The Pulse Pressure Calculator turns a blood pressure reading into two useful derived numbers: pulse pressure and mean arterial pressure (MAP).
Pulse pressure
Pulse pressure is simply the gap between the two numbers in a blood pressure reading:
Pulse pressure = systolic − diastolic
For a reading of 120/80 mmHg, the pulse pressure is 120 − 80 = 40 mmHg.
| Pulse pressure | Label |
|---|---|
| Below 40 mmHg | Narrow |
| 40 – 60 mmHg | Normal |
| Above 60 mmHg | Wide |
A wide pulse pressure tends to rise with age as large arteries stiffen, while a narrow pulse pressure can accompany a low stroke volume. Both are screening signals rather than diagnoses.

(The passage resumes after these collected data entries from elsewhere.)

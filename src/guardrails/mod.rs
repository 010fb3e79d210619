//! Inbound and log-side safety checks.
//!
//! | Component | Description |
//! |-----------|-------------|
//! | [`MentionGuard`] | Deflects messages that mention the bot too many times |
//! | [`SecretRedactor`] | Masks API keys before upstream errors reach the logs |
//!
//! ```rust
//! use ai_gate_rust::guardrails::MentionGuard;
//!
//! let guard = MentionGuard::new(Some("U024BE7LH"));
//! let check = guard.check("<@U024BE7LH> what's the deploy status?");
//! assert!(check.admit);
//! assert_eq!(guard.strip_mentions("<@U024BE7LH> hi"), "hi");
//! ```

pub mod mention;
pub mod redact;

pub use mention::{check_mention_flood, MentionCheck, MentionGuard, MentionGuardConfig};
pub use redact::{redact_secrets, SecretRedactor};
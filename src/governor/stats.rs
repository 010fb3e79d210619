use serde::Serialize;
use std::sync::atomic::{AtomicI64, AtomicU64, Ordering};
use std::time::Duration;

/// Lock-free per-service counters.
#[derive(Debug, Default)]
pub(crate) struct StatsCounter {
    total: AtomicU64,
    success: AtomicU64,
    failure: AtomicU64,
    retries: AtomicU64,
    latency_us: AtomicU64,
    in_flight: AtomicI64,
}

/// Decrements the in-flight gauge when dropped, so cancelled calls never leak it.
pub(crate) struct InFlightGuard<'a> {
    counter: &'a StatsCounter,
}

impl Drop for InFlightGuard<'_> {
    fn drop(&mut self) {
        self.counter.in_flight.fetch_sub(1, Ordering::AcqRel);
    }
}

impl StatsCounter {
    pub(crate) fn enter(&self) -> InFlightGuard<'_> {
        self.in_flight.fetch_add(1, Ordering::AcqRel);
        InFlightGuard { counter: self }
    }

    pub(crate) fn record(&self, success: bool, retries: u32, latency: Duration) {
        self.total.fetch_add(1, Ordering::AcqRel);
        if success {
            self.success.fetch_add(1, Ordering::AcqRel);
        } else {
            self.failure.fetch_add(1, Ordering::AcqRel);
        }
        self.retries.fetch_add(retries as u64, Ordering::AcqRel);
        self.latency_us
            .fetch_add(latency.as_micros() as u64, Ordering::AcqRel);
    }

    /// Zero the cumulative counters. The in-flight gauge reflects live calls
    /// and is left alone.
    pub(crate) fn reset(&self) {
        self.total.store(0, Ordering::Release);
        self.success.store(0, Ordering::Release);
        self.failure.store(0, Ordering::Release);
        self.retries.store(0, Ordering::Release);
        self.latency_us.store(0, Ordering::Release);
    }

    pub(crate) fn snapshot(&self, service: &str) -> StatsSnapshot {
        let total_requests = self.total.load(Ordering::Acquire);
        let latency_us = self.latency_us.load(Ordering::Acquire);
        let total_latency = Duration::from_micros(latency_us);
        let success_count = self.success.load(Ordering::Acquire);
        StatsSnapshot {
            service: service.to_string(),
            total_requests,
            success_count,
            failure_count: self.failure.load(Ordering::Acquire),
            retry_count: self.retries.load(Ordering::Acquire),
            in_flight: self.in_flight.load(Ordering::Acquire).max(0) as u64,
            total_latency,
            average_latency: if total_requests == 0 {
                Duration::ZERO
            } else {
                Duration::from_micros(latency_us / total_requests)
            },
            success_rate: if total_requests == 0 {
                0.0
            } else {
                success_count as f64 / total_requests as f64 * 100.0
            },
        }
    }
}

/// Point-in-time view of one service's counters.
///
/// Only changes when a call completes (or starts, for `in_flight`), so two
/// reads with no calls in between are equal.
#[derive(Debug, Clone, PartialEq, Serialize)]
pub struct StatsSnapshot {
    pub service: String,
    pub total_requests: u64,
    pub success_count: u64,
    pub failure_count: u64,
    /// Retries performed across all calls (attempts beyond the first).
    pub retry_count: u64,
    pub in_flight: u64,
    pub total_latency: Duration,
    pub average_latency: Duration,
    /// Percentage of completed calls that succeeded.
    pub success_rate: f64,
}

impl StatsSnapshot {
    pub fn empty(service: &str) -> Self {
        StatsCounter::default().snapshot(service)
    }
}
impl StreamTracker {
    fn new(limits: StreamLimits) -> Self {
        Self {
            tail: RepetitionDetector::new(limits.repetition_window, limits.repetition_ngram),
            start: Instant::now(),
            event_count: 0,
            emitted_chars: 0,
            limits,
        }
    }

    fn deadline(&self) -> Instant {
        self.start + self.limits.max_duration
    }

    fn duration_trip(&self) -> TripReason {
        TripReason::Duration {
            elapsed_ms: self.start.elapsed().as_millis() as u64,
            limit_ms: self.limits.max_duration.as_millis() as u64,
        }
    }

    fn observe(&mut self, event: &StreamingEvent) -> Option<TripReason> {
        self.event_count += 1;
        if let Some(text) = event.content() {
            self.emitted_chars += text.chars().count();
            self.tail.push_str(text);
        }

        if self.start.elapsed() > self.limits.max_duration {
            return Some(self.duration_trip());
        }
        if self.event_count > self.limits.max_events {
            return Some(TripReason::EventCount {
                count: self.event_count,
                limit: self.limits.max_events,
            });
        }
        if self.emitted_chars > self.limits.max_chars {
            return Some(TripReason::Length {
                chars: self.emitted_chars,
                limit: self.limits.max_chars,
            });
        }
        if self.limits.repetition_threshold > 0.0 {
            if let Some(ratio) = self.tail.ratio() {
                if ratio >= self.limits.repetition_threshold {
                    return Some(TripReason::Repetition {
                        ratio,
                        threshold: self.limits.repetition_threshold,
                    });
                }
            }
        }
        None
    }
}

/// Wraps an upstream event stream with [`StreamLimits`].
#[derive(Debug, Clone)]
pub struct StreamCircuitBreaker {
    limits: StreamLimits,
    cancel: CancelHandle,
    label: String,
}
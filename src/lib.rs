//! # ai-gate-rust
//!
//! Admission control and streaming safety for chat bots that call
//! rate-limited, latency-variable upstream services.
//!
//! ## Overview
//!
//! Many conversations call upstream concurrently. This crate keeps them
//! inside each service's concurrency and rate ceilings, retries transient
//! failures, serializes replies within a conversation, and stops any single
//! generated response from running away.
//!
//! ## Key Features
//!
//! - **Governor**: [`ConcurrencyGovernor`] wraps every upstream call with a semaphore,
//!   minute/hour sliding windows and bounded exponential-backoff retry
//! - **Conversation gate**: [`ConversationGate`] admits one reply per conversation at a time
//! - **Mention guard**: [`guardrails::MentionGuard`] deflects mention floods
//! - **Stream breaker**: [`pipeline::StreamCircuitBreaker`] bounds duration, event count,
//!   length and repetition of one stream
//! - **Stats**: per-service counters via [`ConcurrencyGovernor::stats`]
//!
//! ## Quick Start
//!
//! ```rust,no_run
//! use ai_gate_rust::{AdmissionConfig, ConcurrencyGovernor, GovernorBuilder};
//!
//! #[tokio::main]
//! async fn main() -> ai_gate_rust::Result<()> {
//!     let governor = GovernorBuilder::from_config(&AdmissionConfig::load()).build()?;
//!
//!     let answer = governor
//!         .execute("openai", || async { Ok::<_, ai_gate_rust::Error>(42) })
//!         .await?;
//!
//!     println!("{} {:?}", answer, governor.stats("openai"));
//!     Ok(())
//! }
//! ```
//!
//! ## Module Organization
//!
//! | Module | Description |
//! |--------|-------------|
//! | [`governor`] | Per-service concurrency, rate and retry governor with stats |
//! | [`resilience`] | Sliding-window rate limiter and retry policy |
//! | [`conversation`] | Per-conversation serialization |
//! | [`guardrails`] | Mention-flood guard and secret redaction |
//! | [`pipeline`] | Stream circuit breaker |
//! | [`admission`] | The composed message flow |
//! | [`transport`] | HTTP response classification |
//! | [`config`] | YAML and environment configuration |

pub mod admission;
pub mod config;
pub mod conversation;
pub mod error_code;
pub mod governor;
pub mod guardrails;
pub mod pipeline;
pub mod resilience;
pub mod transport;
pub mod types;

pub use admission::{Admission, Reply, ResponsePipeline, StreamProfile};
pub use config::AdmissionConfig;
pub use conversation::{ConversationGate, ConversationKey};
pub use governor::{
    CallStats, CancelHandle, ConcurrencyGovernor, GovernorBuilder, ServiceLimits, StatsSnapshot,
};
pub use types::events::StreamingEvent;

use futures::Stream;
use std::pin::Pin;

/// Result type alias for the library
pub type Result<T> = std::result::Result<T, Error>;

/// A unified pinned, boxed stream that emits `Result<T>`
pub type BoxStream<'a, T> = Pin<Box<dyn Stream<Item = Result<T>> + Send + 'a>>;

/// Error type for the library
pub mod error;
pub use error::{Error, ErrorContext};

Mean arterial pressure (MAP)
MAP estimates the average pressure in your arteries across one cardiac cycle:
MAP = diastolic + (pulse pressure ÷ 3)
A MAP of roughly 70–100 mmHg is generally considered adequate to perfuse the
organs. For 120/80, MAP is 80 + (40 ÷ 3) ≈ 93 mmHg.
Use these figures for information only, and discuss anything unusual with a clinician — a single reading varies with activity, stress and measurement technique.